Bize zarar veren ilişkileri bir süre için bitirebiliriz; ama sonunda ya o ilişkiye geri döneriz ya da benzer sorunları yeni partnerimizle yaşarız. İşimizi bir takım sorunlar nedeniyle değiştirsek bile yeni işimizde yine benzer sorunlarla karşılaşırız.

Kısaca; aynı sorunları yeni işimizde, yeni eşimizde, yeni taşındığımız şehirde yeniden yaşarız. Gerçek çözüm, bizi desteklemeyen programlarımızdan özgürleşmektir. Hayatın diğer alanlarında çok bilgili ve başarılı olsak bile, bu programlar içimizde var olduğu sürece, gerçek potansiyelimizi ortaya çıkarmayı engelleyecek, yaşam hazzımızı ve doyumumuzu azaltacaktır.
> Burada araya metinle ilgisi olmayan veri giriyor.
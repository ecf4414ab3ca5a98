//! Live allocation state for one tree
//!
//! Abilities move from unvisited to the frontier when an allocated neighbour
//! exposes them, and from the frontier to allocated once their gates pass.
//! Blocking is one-way, so removing an allocation means replaying the
//! shortened commit log from scratch.

use std::collections::BTreeMap;

use ahash::AHashSet;

use super::map::PotentialAllocationMap;
use crate::ability::{AbilityBook, Archetypes};
use crate::core::types::{AbilityId, CellKey};
use crate::grid::TravelNode;

/// Read-only inputs the simulator consults
#[derive(Debug, Clone, Copy)]
pub struct AllocationContext<'a> {
    pub abilities: &'a AbilityBook,
    pub map: &'a PotentialAllocationMap,
    pub archetypes: &'a Archetypes,
    pub max_points: i32,
}

#[derive(Debug, Clone, Default)]
pub struct CurrentTree {
    allocated: AHashSet<AbilityId>,
    /// Frontier: unallocated ability → allocated abilities that expose it
    connected: BTreeMap<AbilityId, Vec<AbilityId>>,
    blocked: AHashSet<AbilityId>,
    archetypes: BTreeMap<String, u32>,
    ability_points: i32,
    /// Allocated path overlays, merged per cell
    travel_nodes: BTreeMap<CellKey, TravelNode>,
}

impl CurrentTree {
    /// Fresh state with only `start` on the frontier
    pub fn seeded(start: Option<AbilityId>, archetypes: &Archetypes) -> Self {
        let mut tree = Self {
            allocated: AHashSet::new(),
            connected: BTreeMap::new(),
            blocked: AHashSet::new(),
            archetypes: archetypes.iter().map(|name| (name.to_string(), 0)).collect(),
            ability_points: 0,
            travel_nodes: BTreeMap::new(),
        };
        if let Some(start) = start {
            tree.connected.insert(start, Vec::new());
        }
        tree
    }

    pub fn is_allocated(&self, id: AbilityId) -> bool {
        self.allocated.contains(&id)
    }

    pub fn is_blocked(&self, id: AbilityId) -> bool {
        self.blocked.contains(&id)
    }

    pub fn is_connected(&self, id: AbilityId) -> bool {
        self.connected.contains_key(&id)
    }

    pub fn allocated_count(&self) -> usize {
        self.allocated.len()
    }

    /// Allocated ids in ascending order
    pub fn allocated_ids(&self) -> Vec<AbilityId> {
        let mut ids: Vec<AbilityId> = self.allocated.iter().copied().collect();
        ids.sort_unstable();
        ids
    }

    pub fn blocked_ids(&self) -> Vec<AbilityId> {
        let mut ids: Vec<AbilityId> = self.blocked.iter().copied().collect();
        ids.sort_unstable();
        ids
    }

    pub fn connected(&self) -> &BTreeMap<AbilityId, Vec<AbilityId>> {
        &self.connected
    }

    pub fn ability_points(&self) -> i32 {
        self.ability_points
    }

    pub fn archetype_count(&self, archetype: &str) -> u32 {
        self.archetypes.get(archetype).copied().unwrap_or(0)
    }

    pub fn archetype_counts(&self) -> &BTreeMap<String, u32> {
        &self.archetypes
    }

    pub fn travel_nodes(&self) -> &BTreeMap<CellKey, TravelNode> {
        &self.travel_nodes
    }

    pub fn is_allocatable(&self, ctx: &AllocationContext<'_>, id: AbilityId) -> bool {
        let Some(ability) = ctx.abilities.get(id) else {
            return false;
        };

        if self.is_blocked(id) {
            return false;
        }
        if !ability.is_neutral()
            && self.archetype_count(&ability.archetype) < ability.archetype_points_required
        {
            return false;
        }
        if ability.requires.is_some_and(|r| !self.is_allocated(r)) {
            return false;
        }

        let remaining = ctx.max_points - self.ability_points;
        self.is_connected(id) && remaining >= ability.points_required
    }

    /// Frontier ids that pass every gate right now
    pub fn allocatable_nodes(&self, ctx: &AllocationContext<'_>) -> Vec<AbilityId> {
        self.connected
            .keys()
            .copied()
            .filter(|&id| self.is_allocatable(ctx, id))
            .collect()
    }

    /// Allocate without checking gates; callers check `is_allocatable` first
    pub fn allocate(&mut self, ctx: &AllocationContext<'_>, id: AbilityId) {
        let Some(ability) = ctx.abilities.get(id) else {
            return;
        };

        self.blocked.extend(ability.unlocking_will_block.iter().copied());
        if let Some(count) = self.archetypes.get_mut(&ability.archetype) {
            *count += 1;
        }
        self.ability_points += ability.points_required;
        self.allocated.insert(id);

        for parent in self.connected.remove(&id).unwrap_or_default() {
            self.merge_path(ctx.map, parent, id);
        }

        let children: Vec<AbilityId> = ctx.map.children(id).collect();
        for child in children {
            if self.is_allocated(child) {
                self.merge_path(ctx.map, id, child);
            } else {
                let parents = self.connected.entry(child).or_default();
                if !parents.contains(&id) {
                    parents.push(id);
                }
            }
        }
    }

    fn merge_path(&mut self, map: &PotentialAllocationMap, parent: AbilityId, child: AbilityId) {
        let Some(path) = map.path(parent, child) else {
            return;
        };
        for (&cell, node) in path {
            self.travel_nodes
                .entry(cell)
                .and_modify(|existing| existing.merge(node))
                .or_insert(*node);
        }
    }
}

/// Rebuild the state from `start` by allocating committed ids in passes until
/// a pass makes no progress. Returns the state and the ids actually reached,
/// in allocation order; committed ids that were never reached are dropped.
pub fn replay(
    ctx: &AllocationContext<'_>,
    start: Option<AbilityId>,
    committed: &[AbilityId],
) -> (CurrentTree, Vec<AbilityId>) {
    let mut tree = CurrentTree::seeded(start, ctx.archetypes);
    let mut pending: AHashSet<AbilityId> = committed.iter().copied().collect();
    let mut order = Vec::with_capacity(pending.len());

    let mut passes = 0;
    loop {
        passes += 1;
        let candidates: Vec<AbilityId> = tree
            .connected
            .keys()
            .copied()
            .filter(|id| pending.contains(id))
            .collect();

        let mut progressed = false;
        for id in candidates {
            if tree.is_allocatable(ctx, id) {
                tree.allocate(ctx, id);
                pending.remove(&id);
                order.push(id);
                progressed = true;
            }
        }

        if !progressed {
            break;
        }
    }

    tracing::debug!(
        "Replayed {} of {} committed abilities in {} passes",
        order.len(),
        committed.len(),
        passes
    );

    (tree, order)
}

#[cfg(test)]
mod tests {
    use super::*;
    use crate::ability::Ability;
    use crate::allocation::map::{compile_allocation_map, TraversalRules};
    use crate::grid::{CellMap, GridShape, Strength};

    const RULES: TraversalRules = TraversalRules { traversable_up: false, strict_allocation: true };

    struct Fixture {
        abilities: AbilityBook,
        archetypes: Archetypes,
        map: PotentialAllocationMap,
        cells: CellMap,
    }

    impl Fixture {
        /// Abilities in a row, each placed on cell `index + 1`, all linked
        fn row(abilities: Vec<Ability>) -> Self {
            let shape = GridShape::new(6, false);
            let mut book = AbilityBook::new();
            let mut cells = CellMap::new();
            let mut keys = Vec::new();
            for (i, ability) in abilities.into_iter().enumerate() {
                let id = book.add(ability);
                let key = CellKey(i as u32 + 1);
                cells.place_ability(&shape, key, id);
                keys.push(key);
            }
            cells.connect_path(&shape, &keys);
            let map = compile_allocation_map(&cells, &shape, RULES);
            Self { abilities: book, archetypes: Archetypes::new(), map, cells }
        }

        fn ctx(&self, max_points: i32) -> AllocationContext<'_> {
            AllocationContext {
                abilities: &self.abilities,
                map: &self.map,
                archetypes: &self.archetypes,
                max_points,
            }
        }
    }

    #[test]
    fn test_seeded_frontier_holds_start() {
        let tree = CurrentTree::seeded(Some(AbilityId(1)), &Archetypes::new());
        assert_eq!(tree.connected().get(&AbilityId(1)), Some(&Vec::new()));
        assert_eq!(tree.ability_points(), 0);
    }

    #[test]
    fn test_allocate_exposes_neighbors() {
        let fx = Fixture::row(vec![Ability::new("A", 1), Ability::new("B", 1).requiring(AbilityId(1))]);
        let ctx = fx.ctx(5);
        let (a, b) = (AbilityId(1), AbilityId(2));

        let mut tree = CurrentTree::seeded(Some(a), &fx.archetypes);
        assert!(!tree.is_allocatable(&ctx, b));
        assert!(tree.is_allocatable(&ctx, a));

        tree.allocate(&ctx, a);
        assert_eq!(tree.allocated_ids(), vec![a]);
        assert_eq!(tree.ability_points(), 1);
        assert_eq!(tree.connected().get(&b), Some(&vec![a]));
        assert!(tree.is_allocatable(&ctx, b));

        tree.allocate(&ctx, b);
        assert!(tree.is_allocated(b));
        assert!(tree.connected().is_empty());
        assert_eq!(tree.travel_nodes()[&CellKey(1)].right, Strength::Allocated);
        assert_eq!(tree.travel_nodes()[&CellKey(2)].left, Strength::Allocated);
    }

    #[test]
    fn test_budget_gate() {
        let fx = Fixture::row(vec![Ability::new("A", 3), Ability::new("B", 3)]);
        let ctx = fx.ctx(5);
        let mut tree = CurrentTree::seeded(Some(AbilityId(1)), &fx.archetypes);
        tree.allocate(&ctx, AbilityId(1));
        assert!(!tree.is_allocatable(&ctx, AbilityId(2)));
        assert!(tree.is_allocatable(&fx.ctx(6), AbilityId(2)));
    }

    #[test]
    fn test_blocking_is_permanent() {
        let fx = Fixture::row(vec![
            Ability::new("A", 1).blocking([AbilityId(3)]),
            Ability::new("B", 1),
            Ability::new("C", 1),
        ]);
        let ctx = fx.ctx(10);
        let mut tree = CurrentTree::seeded(Some(AbilityId(1)), &fx.archetypes);
        tree.allocate(&ctx, AbilityId(1));
        tree.allocate(&ctx, AbilityId(2));
        assert!(tree.is_connected(AbilityId(3)));
        assert!(tree.is_blocked(AbilityId(3)));
        assert!(!tree.is_allocatable(&ctx, AbilityId(3)));
    }

    #[test]
    fn test_blocking_self_has_no_effect_on_allocation() {
        let fx = Fixture::row(vec![Ability::new("A", 1).blocking([AbilityId(1)])]);
        let ctx = fx.ctx(10);
        let mut tree = CurrentTree::seeded(Some(AbilityId(1)), &fx.archetypes);
        tree.allocate(&ctx, AbilityId(1));
        assert!(tree.is_allocated(AbilityId(1)));
        assert!(tree.is_blocked(AbilityId(1)));
    }

    #[test]
    fn test_archetype_gate() {
        let mut fx = Fixture::row(vec![
            Ability::new("A", 1).with_archetype("Fire", 0),
            Ability::new("B", 1).with_archetype("Fire", 1),
            Ability::new("C", 1).with_archetype("Fire", 3),
        ]);
        fx.archetypes.add("Fire");
        let ctx = fx.ctx(10);

        let mut tree = CurrentTree::seeded(Some(AbilityId(1)), &fx.archetypes);
        tree.allocate(&ctx, AbilityId(1));
        assert_eq!(tree.archetype_count("Fire"), 1);
        assert!(tree.is_allocatable(&ctx, AbilityId(2)));
        tree.allocate(&ctx, AbilityId(2));
        assert!(!tree.is_allocatable(&ctx, AbilityId(3)));
    }

    #[test]
    fn test_unlisted_archetype_never_counts() {
        let fx = Fixture::row(vec![
            Ability::new("A", 1).with_archetype("Ghost", 0),
            Ability::new("B", 1).with_archetype("Ghost", 1),
        ]);
        let ctx = fx.ctx(10);
        let mut tree = CurrentTree::seeded(Some(AbilityId(1)), &fx.archetypes);
        tree.allocate(&ctx, AbilityId(1));
        assert_eq!(tree.archetype_count("Ghost"), 0);
        assert!(tree.archetype_counts().is_empty());
        assert!(!tree.is_allocatable(&ctx, AbilityId(2)));
    }

    #[test]
    fn test_replay_reaches_committed_in_order() {
        let fx = Fixture::row(vec![Ability::new("A", 1), Ability::new("B", 1), Ability::new("C", 1)]);
        let ctx = fx.ctx(10);
        // Committed out of reach order: C before B
        let (tree, order) = replay(&ctx, Some(AbilityId(1)), &[AbilityId(1), AbilityId(3), AbilityId(2)]);
        assert_eq!(order, vec![AbilityId(1), AbilityId(2), AbilityId(3)]);
        assert_eq!(tree.ability_points(), 3);
    }

    #[test]
    fn test_replay_drops_unreachable() {
        let fx = Fixture::row(vec![Ability::new("A", 1), Ability::new("B", 1)]);
        let ctx = fx.ctx(10);
        let (tree, order) = replay(&ctx, Some(AbilityId(1)), &[AbilityId(2), AbilityId(9)]);
        assert!(order.is_empty());
        assert_eq!(tree.allocated_count(), 0);
    }

    #[test]
    fn test_replay_rechecks_budget_within_pass() {
        // A exposes B and C at once; only one of them fits the budget
        let shape = GridShape::new(6, false);
        let mut book = AbilityBook::new();
        let a = book.add(Ability::new("A", 1));
        let b = book.add(Ability::new("B", 2));
        let c = book.add(Ability::new("C", 2));
        let mut cells = CellMap::new();
        cells.place_ability(&shape, CellKey(2), a);
        cells.place_ability(&shape, CellKey(1), b);
        cells.place_ability(&shape, CellKey(3), c);
        cells.connect_path(&shape, &[CellKey(1), CellKey(2), CellKey(3)]);
        let map = compile_allocation_map(&cells, &shape, RULES);
        let archetypes = Archetypes::new();
        let ctx = AllocationContext { abilities: &book, map: &map, archetypes: &archetypes, max_points: 3 };

        let (tree, order) = replay(&ctx, Some(a), &[a, b, c]);
        assert_eq!(order, vec![a, b]);
        assert_eq!(tree.ability_points(), 3);
    }

    #[test]
    fn test_overlay_does_not_touch_grid() {
        let fx = Fixture::row(vec![Ability::new("A", 1), Ability::new("B", 1)]);
        let ctx = fx.ctx(10);
        let (tree, _) = replay(&ctx, Some(AbilityId(1)), &[AbilityId(1), AbilityId(2)]);
        assert_eq!(tree.travel_nodes()[&CellKey(1)].right, Strength::Allocated);
        assert_eq!(fx.cells.travel_node(CellKey(1)).unwrap().right, Strength::Connected);
    }
}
PiKi, bize negatif programlarımızdan özgürleşebilmemiz için hemen kullanabileceğiniz yöntemler sunuyor; bunlar, uzun yıllardır boğuştuğumuz ve üstesinden gelmek için her yolu denediğimiz ama bir türlü alt edemediğimiz sorunlar olsa bile.

Bu negatif problemler, olumsuz inançlar, korkular, fobiler, depresyon, karamsarlık, bağımlılıklar, fiziksel hastalıklar ya da ağrılar olarak kendisini ifade eder. Biz de genellikle bu sorunlarımızı artık kendimizin bir parçası (zaaflarımız) olarak kabul ederiz.
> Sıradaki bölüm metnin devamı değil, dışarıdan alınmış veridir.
//! Preset catalog listing and search

use std::cmp::Ordering;

use serde::{Deserialize, Serialize};

use crate::core::error::Result;

/// Catalog entry describing one shareable tree
#[derive(Debug, Clone, PartialEq, Default, Serialize, Deserialize)]
#[serde(default)]
pub struct PresetInfo {
    pub credit: String,
    pub title: String,
    pub description: String,
    /// Class the tree is for, or `custom`
    pub class: String,
    /// Class whose icons the tree uses
    pub baseclass: String,
    /// How finished the tree is
    pub completeness: f64,
    /// File stem under the custom preset directory
    pub filename: String,
}

/// Class filter value that matches every preset
pub const ALL_CLASSES: &str = "all";

/// Most complete first, then by title
fn preset_order(a: &PresetInfo, b: &PresetInfo) -> Ordering {
    b.completeness
        .partial_cmp(&a.completeness)
        .unwrap_or(Ordering::Equal)
        .then_with(|| a.title.to_lowercase().cmp(&b.title.to_lowercase()))
}

#[derive(Debug, Clone, Default)]
pub struct PresetCatalog {
    presets: Vec<PresetInfo>,
}

impl PresetCatalog {
    pub fn new(mut presets: Vec<PresetInfo>) -> Self {
        presets.sort_by(preset_order);
        Self { presets }
    }

    pub fn parse(text: &str) -> Result<Self> {
        let presets: Vec<PresetInfo> = serde_json::from_str(text)?;
        Ok(Self::new(presets))
    }

    pub fn len(&self) -> usize {
        self.presets.len()
    }

    pub fn is_empty(&self) -> bool {
        self.presets.is_empty()
    }

    pub fn iter(&self) -> impl Iterator<Item = &PresetInfo> {
        self.presets.iter()
    }

    pub fn find(&self, filename: &str) -> Option<&PresetInfo> {
        self.presets.iter().find(|p| p.filename == filename)
    }

    /// Presets of `class` (or every class for `all`) whose credit or title
    /// contains `query`, ignoring case. Catalog order is kept.
    pub fn search(&self, class: &str, query: &str) -> Vec<&PresetInfo> {
        let query = query.to_lowercase();
        self.presets
            .iter()
            .filter(|p| class == ALL_CLASSES || p.class == class)
            .filter(|p| {
                query.is_empty()
                    || p.credit.to_lowercase().contains(&query)
                    || p.title.to_lowercase().contains(&query)
            })
            .collect()
    }
}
Bireysel gelişim ve ruhsal gelişim bir ve aynı şeydir. Gelişmek denilen şey, insanın bilinçaltındaki çocukluk programlarıyla sürdürdüğü otomatik ve robotik yaşamının farkında olup, bilinçlice kendi özgün programını yaratarak kendi seçtiği hayatı (doyum alarak) yaşamasıdır.

Çekim yasası ile hayatımıza düşüncelerimizin ve inançlarımızın yüzde doksan dokuzunu oluşturan bilinçaltı programlarımıza uygun insanları, olayları, durumları çektiğimizi düşünürsek, inançlarımızın bizi destekleyen inançlar olmasının önemini de daha iyi anlarız.

Bu nedenle PiKi gerçek anlamda Çekim Yasası eğitimidir.

PİKİ’YE BİR İNANÇ DEĞİŞTİRME SİSTEMİ DİYEBİLİRİZ

Hayatımız, inançlarımızın bir yansımasıdır. İnançlarımızın % 99′u bilinçaltındadır. Geçmiş koşullanmaların sonucu olarak bazen hatta sıkça arzularımızı gerçek kılmayı, bazı duygu ve davranışlarımızla sabote ederiz.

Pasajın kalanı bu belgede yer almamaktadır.